=== Begin Enclosure ===
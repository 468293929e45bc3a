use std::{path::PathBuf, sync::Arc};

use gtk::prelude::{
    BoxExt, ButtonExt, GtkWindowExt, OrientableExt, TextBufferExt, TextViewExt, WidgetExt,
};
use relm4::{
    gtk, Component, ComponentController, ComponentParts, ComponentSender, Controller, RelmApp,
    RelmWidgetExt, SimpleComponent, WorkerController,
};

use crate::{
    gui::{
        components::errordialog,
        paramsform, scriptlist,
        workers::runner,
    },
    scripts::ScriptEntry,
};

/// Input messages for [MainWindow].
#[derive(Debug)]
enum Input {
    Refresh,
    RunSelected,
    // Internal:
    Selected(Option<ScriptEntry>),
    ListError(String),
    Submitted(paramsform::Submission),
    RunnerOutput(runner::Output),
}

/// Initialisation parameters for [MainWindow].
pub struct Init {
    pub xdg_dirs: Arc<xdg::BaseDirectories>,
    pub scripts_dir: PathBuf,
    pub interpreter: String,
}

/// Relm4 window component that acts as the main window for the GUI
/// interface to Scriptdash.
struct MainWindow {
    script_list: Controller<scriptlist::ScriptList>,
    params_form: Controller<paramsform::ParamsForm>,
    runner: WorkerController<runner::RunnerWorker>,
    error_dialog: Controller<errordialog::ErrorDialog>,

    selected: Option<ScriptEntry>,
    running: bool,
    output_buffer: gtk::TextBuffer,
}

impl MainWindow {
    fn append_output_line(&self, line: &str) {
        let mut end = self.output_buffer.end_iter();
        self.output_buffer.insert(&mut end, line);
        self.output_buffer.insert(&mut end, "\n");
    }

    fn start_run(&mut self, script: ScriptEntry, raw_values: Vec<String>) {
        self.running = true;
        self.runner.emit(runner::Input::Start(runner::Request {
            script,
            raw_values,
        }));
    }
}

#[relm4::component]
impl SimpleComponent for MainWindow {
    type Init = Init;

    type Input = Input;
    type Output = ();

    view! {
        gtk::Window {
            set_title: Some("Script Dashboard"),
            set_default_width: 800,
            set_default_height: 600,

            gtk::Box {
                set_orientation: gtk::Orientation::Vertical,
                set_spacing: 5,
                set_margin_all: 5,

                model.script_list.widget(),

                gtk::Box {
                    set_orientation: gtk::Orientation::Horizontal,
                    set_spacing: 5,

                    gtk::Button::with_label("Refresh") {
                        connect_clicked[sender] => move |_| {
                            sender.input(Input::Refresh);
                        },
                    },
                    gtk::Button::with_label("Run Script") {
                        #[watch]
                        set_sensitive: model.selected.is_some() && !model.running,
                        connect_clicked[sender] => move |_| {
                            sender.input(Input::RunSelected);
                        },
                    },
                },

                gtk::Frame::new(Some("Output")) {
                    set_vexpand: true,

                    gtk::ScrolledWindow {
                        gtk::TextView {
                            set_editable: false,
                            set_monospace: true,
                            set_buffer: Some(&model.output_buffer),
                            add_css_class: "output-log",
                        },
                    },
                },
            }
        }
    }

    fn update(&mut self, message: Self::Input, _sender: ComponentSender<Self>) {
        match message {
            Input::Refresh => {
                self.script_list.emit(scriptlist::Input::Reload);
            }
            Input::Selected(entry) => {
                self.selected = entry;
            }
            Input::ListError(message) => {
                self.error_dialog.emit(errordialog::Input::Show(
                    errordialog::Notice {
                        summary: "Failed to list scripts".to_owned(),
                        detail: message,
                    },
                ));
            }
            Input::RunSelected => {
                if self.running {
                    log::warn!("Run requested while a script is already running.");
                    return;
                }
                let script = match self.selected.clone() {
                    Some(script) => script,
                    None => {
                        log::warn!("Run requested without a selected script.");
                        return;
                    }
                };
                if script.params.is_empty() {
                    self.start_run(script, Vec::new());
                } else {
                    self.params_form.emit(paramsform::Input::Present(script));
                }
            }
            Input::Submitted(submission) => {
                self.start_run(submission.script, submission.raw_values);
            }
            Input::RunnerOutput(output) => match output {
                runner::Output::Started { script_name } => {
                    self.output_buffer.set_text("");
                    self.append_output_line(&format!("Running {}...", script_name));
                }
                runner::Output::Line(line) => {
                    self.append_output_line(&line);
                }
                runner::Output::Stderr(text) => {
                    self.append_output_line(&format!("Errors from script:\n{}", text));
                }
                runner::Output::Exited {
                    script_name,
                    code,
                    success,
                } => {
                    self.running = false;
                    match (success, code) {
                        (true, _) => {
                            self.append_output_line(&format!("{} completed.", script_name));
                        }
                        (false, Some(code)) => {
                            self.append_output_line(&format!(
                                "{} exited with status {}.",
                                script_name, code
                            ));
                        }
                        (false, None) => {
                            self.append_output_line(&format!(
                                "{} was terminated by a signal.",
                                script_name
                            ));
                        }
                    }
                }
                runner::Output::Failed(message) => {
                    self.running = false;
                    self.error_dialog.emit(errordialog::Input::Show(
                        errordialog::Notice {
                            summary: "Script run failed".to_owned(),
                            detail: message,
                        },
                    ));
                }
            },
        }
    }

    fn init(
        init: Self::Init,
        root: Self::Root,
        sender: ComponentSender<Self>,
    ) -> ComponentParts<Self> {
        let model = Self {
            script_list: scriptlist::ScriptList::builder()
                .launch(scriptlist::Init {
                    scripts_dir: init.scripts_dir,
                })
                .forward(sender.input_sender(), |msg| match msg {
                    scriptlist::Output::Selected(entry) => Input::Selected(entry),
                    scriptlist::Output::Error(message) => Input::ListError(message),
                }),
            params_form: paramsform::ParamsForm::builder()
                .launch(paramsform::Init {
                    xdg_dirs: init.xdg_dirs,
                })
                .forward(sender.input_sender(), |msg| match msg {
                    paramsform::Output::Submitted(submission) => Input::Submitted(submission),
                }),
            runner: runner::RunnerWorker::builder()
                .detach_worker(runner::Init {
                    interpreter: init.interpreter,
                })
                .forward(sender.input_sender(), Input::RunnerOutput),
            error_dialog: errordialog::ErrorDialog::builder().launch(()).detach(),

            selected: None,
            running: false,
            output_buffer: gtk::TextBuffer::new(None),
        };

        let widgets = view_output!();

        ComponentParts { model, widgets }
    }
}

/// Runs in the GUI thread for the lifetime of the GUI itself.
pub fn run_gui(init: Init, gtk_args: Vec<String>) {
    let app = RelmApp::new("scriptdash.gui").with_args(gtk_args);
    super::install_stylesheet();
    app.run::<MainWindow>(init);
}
=== End Enclosure ===
=== Begin Enclosure ===
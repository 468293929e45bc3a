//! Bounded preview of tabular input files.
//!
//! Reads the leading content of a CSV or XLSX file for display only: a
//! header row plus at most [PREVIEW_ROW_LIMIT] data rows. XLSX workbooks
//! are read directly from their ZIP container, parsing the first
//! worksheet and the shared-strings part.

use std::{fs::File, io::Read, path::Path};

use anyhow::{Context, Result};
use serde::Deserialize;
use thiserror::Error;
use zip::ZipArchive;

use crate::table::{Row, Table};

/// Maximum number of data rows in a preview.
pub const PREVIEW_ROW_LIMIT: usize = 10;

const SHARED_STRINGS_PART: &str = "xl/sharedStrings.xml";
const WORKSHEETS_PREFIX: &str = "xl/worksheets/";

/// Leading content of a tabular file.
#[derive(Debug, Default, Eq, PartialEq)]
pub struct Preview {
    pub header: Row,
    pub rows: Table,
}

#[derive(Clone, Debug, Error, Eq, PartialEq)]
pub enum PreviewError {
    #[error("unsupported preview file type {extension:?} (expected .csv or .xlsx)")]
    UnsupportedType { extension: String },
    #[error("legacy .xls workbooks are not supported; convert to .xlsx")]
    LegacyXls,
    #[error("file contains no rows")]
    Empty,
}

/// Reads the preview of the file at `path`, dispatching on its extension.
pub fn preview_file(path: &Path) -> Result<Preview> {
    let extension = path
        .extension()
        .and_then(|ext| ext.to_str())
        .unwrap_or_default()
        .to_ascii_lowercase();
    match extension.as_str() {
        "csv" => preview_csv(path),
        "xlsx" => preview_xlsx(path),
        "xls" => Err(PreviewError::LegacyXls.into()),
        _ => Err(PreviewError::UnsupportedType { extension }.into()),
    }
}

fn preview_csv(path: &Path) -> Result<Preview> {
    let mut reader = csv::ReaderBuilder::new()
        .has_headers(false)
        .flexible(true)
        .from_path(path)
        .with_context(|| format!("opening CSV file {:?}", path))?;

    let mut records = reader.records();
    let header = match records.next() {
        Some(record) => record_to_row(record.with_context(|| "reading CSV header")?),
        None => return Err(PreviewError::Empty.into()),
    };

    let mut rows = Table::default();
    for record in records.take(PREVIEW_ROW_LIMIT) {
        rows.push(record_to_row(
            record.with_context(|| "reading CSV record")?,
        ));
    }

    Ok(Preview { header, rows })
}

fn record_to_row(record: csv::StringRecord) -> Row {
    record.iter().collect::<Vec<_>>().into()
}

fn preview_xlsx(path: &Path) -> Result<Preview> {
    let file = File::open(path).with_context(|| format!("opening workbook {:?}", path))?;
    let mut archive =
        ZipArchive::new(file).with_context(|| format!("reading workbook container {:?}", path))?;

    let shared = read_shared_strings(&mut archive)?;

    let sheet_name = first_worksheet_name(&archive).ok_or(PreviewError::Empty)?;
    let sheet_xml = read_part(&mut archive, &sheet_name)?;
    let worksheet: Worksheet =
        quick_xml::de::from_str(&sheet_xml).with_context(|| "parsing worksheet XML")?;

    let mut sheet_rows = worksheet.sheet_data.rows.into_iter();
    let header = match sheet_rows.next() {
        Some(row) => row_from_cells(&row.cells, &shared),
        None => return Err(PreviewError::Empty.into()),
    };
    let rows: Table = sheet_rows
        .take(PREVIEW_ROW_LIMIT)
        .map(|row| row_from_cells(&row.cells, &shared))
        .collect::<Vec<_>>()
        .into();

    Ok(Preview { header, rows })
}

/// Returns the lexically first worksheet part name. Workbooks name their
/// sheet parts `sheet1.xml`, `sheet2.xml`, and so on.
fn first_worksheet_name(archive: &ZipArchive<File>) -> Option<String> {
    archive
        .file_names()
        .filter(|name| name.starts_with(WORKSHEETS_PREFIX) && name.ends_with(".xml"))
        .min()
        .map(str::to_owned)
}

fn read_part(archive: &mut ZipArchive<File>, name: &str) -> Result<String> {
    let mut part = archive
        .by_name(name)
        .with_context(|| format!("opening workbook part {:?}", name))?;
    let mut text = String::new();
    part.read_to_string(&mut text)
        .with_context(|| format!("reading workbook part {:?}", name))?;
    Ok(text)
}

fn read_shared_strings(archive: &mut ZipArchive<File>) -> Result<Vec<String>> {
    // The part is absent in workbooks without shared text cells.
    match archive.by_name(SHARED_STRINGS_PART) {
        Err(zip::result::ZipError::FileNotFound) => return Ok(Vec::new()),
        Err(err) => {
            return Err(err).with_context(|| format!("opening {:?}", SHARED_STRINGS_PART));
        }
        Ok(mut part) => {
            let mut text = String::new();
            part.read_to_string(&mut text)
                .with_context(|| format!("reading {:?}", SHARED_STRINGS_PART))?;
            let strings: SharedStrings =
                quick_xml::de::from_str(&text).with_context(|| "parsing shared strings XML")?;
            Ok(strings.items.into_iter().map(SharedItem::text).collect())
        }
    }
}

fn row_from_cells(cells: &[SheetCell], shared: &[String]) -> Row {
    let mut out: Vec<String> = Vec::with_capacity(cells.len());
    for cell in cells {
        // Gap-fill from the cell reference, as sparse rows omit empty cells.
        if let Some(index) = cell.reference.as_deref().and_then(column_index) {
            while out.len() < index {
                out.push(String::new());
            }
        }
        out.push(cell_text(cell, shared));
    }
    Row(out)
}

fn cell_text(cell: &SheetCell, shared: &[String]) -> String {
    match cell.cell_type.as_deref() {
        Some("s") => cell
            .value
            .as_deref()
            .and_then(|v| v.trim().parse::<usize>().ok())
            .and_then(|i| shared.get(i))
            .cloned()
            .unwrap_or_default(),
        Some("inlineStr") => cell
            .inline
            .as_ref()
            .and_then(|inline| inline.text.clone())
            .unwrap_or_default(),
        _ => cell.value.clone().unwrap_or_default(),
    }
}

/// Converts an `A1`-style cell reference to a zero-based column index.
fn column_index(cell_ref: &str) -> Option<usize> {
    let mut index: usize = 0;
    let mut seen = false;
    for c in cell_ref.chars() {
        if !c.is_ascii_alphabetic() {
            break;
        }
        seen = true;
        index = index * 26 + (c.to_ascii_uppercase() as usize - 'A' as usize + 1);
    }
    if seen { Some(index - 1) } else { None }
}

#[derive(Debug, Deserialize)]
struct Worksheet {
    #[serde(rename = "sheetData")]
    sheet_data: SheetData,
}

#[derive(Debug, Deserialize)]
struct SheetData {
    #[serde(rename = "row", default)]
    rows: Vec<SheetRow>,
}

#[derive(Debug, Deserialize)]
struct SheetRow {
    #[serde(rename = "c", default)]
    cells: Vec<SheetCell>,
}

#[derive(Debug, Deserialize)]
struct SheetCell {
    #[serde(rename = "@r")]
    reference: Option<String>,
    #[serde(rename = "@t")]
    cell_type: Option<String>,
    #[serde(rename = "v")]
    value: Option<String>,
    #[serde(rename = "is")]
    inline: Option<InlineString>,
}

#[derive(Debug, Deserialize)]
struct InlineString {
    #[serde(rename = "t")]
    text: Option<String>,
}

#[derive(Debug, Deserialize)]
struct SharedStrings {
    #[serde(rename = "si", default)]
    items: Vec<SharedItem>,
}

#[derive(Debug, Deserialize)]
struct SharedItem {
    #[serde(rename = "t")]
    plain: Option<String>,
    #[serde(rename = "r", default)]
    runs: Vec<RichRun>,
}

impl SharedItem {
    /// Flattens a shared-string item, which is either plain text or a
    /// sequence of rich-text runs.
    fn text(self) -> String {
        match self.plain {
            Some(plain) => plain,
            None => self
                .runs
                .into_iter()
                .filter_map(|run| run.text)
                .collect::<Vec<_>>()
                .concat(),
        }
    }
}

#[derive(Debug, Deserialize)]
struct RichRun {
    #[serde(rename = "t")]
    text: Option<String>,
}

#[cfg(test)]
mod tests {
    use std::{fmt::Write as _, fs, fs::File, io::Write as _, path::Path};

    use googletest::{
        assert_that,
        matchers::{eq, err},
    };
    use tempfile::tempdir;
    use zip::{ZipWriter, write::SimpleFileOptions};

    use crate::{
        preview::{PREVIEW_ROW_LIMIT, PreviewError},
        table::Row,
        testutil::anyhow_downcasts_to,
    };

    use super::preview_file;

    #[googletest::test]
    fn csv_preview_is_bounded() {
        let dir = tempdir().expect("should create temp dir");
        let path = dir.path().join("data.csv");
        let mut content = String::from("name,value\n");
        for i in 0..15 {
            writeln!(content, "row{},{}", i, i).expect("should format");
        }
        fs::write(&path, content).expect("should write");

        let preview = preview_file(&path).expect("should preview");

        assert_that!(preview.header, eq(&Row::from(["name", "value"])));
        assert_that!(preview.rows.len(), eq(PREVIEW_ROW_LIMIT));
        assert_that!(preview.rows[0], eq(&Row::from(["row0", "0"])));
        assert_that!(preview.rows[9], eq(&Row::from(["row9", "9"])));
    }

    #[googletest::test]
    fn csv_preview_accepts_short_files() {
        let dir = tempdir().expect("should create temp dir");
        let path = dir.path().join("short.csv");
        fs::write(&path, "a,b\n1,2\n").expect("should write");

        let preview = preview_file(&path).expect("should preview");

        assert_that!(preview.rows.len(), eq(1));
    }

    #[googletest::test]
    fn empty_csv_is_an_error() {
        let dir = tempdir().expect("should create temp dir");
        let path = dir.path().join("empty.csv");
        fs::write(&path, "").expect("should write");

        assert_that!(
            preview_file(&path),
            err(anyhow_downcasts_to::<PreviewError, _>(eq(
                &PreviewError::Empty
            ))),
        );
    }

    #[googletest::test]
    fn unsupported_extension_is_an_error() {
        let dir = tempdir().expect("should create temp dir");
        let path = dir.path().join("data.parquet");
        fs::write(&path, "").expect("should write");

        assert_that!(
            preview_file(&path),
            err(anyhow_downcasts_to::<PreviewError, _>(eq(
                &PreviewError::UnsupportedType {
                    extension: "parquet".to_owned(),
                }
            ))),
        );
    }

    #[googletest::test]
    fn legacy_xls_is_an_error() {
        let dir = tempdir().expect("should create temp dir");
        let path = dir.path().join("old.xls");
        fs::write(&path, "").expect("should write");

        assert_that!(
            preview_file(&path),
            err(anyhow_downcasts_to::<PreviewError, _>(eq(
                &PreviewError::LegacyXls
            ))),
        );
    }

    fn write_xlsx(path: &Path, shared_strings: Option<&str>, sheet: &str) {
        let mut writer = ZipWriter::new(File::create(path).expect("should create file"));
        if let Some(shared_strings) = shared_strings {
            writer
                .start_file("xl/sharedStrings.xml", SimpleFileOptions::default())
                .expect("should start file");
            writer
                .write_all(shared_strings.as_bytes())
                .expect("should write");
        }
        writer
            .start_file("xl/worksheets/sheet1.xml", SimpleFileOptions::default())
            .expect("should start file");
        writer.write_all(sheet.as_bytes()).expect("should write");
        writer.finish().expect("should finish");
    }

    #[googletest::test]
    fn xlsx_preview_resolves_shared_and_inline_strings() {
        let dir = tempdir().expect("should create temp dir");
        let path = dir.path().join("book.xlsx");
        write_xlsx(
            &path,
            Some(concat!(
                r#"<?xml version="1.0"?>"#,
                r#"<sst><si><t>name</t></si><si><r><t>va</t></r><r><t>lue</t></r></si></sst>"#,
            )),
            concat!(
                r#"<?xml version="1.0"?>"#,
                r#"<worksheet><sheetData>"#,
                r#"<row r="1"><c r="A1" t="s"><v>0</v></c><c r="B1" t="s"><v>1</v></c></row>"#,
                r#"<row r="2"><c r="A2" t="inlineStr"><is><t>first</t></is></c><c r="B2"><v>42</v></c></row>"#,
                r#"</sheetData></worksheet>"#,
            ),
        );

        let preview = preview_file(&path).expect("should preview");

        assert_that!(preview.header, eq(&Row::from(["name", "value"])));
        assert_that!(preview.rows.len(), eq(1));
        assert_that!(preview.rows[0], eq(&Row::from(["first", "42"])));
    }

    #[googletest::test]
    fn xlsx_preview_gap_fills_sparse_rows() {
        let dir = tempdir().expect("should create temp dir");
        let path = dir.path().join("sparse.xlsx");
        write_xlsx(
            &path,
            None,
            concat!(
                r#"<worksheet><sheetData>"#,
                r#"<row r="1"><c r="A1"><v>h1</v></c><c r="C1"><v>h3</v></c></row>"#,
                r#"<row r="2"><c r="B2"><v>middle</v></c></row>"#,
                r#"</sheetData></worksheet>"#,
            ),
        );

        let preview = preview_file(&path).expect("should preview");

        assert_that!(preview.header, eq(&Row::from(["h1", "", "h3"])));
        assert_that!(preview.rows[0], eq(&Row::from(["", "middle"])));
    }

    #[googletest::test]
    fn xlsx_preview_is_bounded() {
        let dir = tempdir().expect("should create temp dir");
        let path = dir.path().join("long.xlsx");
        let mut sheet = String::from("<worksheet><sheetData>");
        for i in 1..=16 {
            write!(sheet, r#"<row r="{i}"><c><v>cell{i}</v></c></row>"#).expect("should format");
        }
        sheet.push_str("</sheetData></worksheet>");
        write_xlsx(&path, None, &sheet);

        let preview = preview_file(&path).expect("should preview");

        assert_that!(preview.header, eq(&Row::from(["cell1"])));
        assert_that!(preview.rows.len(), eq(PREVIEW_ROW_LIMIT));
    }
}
=== End Enclosure ===
List each line of the entries that holds the string "Refresh".

    Refresh,
                    gtk::Button::with_label("Refresh") {
                            sender.input(Input::Refresh);
            Input::Refresh => {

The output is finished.